• ACTIVITY
Copy each line of the records that contains the word "position".

• DATA FOR THE TASK
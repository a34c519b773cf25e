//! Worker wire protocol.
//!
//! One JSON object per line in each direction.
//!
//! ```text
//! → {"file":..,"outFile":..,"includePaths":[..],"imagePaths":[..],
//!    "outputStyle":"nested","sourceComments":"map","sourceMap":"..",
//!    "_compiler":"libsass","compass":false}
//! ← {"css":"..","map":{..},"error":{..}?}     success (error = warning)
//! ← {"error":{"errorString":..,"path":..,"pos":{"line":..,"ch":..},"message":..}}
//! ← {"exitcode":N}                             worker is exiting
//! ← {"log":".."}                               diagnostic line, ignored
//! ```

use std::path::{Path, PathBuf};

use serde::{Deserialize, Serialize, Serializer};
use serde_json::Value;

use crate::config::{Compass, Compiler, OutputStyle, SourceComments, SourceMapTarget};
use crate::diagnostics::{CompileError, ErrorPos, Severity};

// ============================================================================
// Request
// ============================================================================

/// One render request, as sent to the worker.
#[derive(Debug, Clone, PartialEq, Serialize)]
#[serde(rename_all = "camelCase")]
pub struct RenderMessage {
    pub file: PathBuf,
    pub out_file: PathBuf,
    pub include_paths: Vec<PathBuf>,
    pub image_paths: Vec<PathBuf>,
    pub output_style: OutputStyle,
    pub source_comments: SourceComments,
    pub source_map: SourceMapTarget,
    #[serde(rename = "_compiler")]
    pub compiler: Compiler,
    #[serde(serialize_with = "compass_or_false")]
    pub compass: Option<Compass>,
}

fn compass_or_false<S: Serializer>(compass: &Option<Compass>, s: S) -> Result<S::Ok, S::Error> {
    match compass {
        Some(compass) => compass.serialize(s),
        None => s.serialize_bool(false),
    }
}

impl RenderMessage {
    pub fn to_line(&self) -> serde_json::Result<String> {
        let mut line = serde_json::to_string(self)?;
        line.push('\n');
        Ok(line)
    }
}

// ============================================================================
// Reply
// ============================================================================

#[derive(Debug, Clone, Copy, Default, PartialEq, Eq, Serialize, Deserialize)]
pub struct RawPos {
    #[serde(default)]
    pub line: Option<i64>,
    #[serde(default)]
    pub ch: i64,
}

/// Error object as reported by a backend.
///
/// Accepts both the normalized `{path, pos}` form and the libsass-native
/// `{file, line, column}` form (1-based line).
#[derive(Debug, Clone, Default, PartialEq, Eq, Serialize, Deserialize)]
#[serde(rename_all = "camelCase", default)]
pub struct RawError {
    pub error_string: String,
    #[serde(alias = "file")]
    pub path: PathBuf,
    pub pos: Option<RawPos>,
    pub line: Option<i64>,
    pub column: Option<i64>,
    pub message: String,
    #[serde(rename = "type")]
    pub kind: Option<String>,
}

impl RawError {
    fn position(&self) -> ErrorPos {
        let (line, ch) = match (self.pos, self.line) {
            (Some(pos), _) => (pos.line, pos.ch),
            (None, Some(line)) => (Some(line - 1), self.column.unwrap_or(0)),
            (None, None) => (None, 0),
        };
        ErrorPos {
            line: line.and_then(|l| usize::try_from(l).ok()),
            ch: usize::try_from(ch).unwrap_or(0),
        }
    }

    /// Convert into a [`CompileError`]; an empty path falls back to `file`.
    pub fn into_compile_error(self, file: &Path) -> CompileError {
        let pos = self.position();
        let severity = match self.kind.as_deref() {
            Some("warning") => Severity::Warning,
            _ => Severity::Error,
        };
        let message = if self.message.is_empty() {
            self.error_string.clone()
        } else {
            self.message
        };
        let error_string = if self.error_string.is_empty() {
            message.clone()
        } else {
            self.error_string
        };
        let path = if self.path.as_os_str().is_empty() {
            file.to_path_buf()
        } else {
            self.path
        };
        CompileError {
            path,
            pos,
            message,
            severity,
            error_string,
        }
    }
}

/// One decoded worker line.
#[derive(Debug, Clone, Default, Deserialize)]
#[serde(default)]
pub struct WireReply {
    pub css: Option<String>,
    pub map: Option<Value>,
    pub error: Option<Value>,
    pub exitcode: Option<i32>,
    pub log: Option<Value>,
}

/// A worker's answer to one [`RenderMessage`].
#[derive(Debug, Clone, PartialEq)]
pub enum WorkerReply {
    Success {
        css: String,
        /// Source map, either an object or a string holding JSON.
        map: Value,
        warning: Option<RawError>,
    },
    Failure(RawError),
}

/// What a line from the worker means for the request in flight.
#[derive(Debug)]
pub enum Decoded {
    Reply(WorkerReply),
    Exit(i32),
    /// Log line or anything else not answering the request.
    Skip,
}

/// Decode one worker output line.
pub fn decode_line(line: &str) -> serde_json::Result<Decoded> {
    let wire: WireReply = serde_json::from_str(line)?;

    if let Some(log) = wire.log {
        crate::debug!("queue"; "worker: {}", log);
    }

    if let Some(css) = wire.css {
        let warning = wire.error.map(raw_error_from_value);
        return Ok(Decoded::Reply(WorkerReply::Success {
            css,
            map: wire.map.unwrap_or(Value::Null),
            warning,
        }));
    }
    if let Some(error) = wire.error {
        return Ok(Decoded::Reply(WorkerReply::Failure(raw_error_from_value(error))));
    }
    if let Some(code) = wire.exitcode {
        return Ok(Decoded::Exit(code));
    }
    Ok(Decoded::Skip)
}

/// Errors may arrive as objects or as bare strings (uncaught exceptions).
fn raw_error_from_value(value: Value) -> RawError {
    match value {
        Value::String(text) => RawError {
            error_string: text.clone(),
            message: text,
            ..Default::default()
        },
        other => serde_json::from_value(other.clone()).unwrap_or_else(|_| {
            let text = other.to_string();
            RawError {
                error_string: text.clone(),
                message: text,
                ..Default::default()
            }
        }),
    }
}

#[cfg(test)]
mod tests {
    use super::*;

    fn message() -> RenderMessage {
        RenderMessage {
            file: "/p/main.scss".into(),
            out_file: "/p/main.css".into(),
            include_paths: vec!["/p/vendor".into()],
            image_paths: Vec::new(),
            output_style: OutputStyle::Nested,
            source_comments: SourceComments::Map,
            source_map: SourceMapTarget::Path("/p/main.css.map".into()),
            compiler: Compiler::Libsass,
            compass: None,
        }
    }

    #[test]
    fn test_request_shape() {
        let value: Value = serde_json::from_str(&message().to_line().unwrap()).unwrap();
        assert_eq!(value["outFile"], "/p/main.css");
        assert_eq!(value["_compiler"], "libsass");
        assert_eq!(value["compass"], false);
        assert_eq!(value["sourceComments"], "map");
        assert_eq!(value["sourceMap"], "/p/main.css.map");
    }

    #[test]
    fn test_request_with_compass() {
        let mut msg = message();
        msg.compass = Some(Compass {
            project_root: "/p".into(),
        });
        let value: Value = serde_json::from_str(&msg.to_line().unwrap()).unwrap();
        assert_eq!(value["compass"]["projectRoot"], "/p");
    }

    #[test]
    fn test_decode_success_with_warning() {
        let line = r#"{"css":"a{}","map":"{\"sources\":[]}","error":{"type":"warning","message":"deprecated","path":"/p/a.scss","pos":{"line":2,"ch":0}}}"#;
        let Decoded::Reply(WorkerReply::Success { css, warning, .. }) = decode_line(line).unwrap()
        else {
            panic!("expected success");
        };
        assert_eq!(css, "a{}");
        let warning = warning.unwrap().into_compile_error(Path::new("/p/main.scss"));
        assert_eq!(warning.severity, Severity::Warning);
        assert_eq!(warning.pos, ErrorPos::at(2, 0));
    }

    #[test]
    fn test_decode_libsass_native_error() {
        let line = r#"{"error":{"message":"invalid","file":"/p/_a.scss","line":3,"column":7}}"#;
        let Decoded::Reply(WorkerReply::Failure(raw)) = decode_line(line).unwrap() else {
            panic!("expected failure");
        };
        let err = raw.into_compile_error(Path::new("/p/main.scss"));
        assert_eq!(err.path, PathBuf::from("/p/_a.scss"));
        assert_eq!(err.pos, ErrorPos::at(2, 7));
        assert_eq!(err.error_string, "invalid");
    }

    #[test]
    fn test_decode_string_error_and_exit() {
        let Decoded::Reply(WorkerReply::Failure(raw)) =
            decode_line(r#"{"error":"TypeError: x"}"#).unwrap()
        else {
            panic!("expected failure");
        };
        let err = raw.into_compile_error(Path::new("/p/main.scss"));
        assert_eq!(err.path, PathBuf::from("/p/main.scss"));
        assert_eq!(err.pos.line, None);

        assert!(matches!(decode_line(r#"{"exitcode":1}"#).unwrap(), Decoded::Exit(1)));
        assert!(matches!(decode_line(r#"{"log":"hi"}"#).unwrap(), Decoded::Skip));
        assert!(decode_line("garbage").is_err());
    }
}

• RESPONSE BOX
    fn position(&self) -> ErrorPos {
        let pos = self.position();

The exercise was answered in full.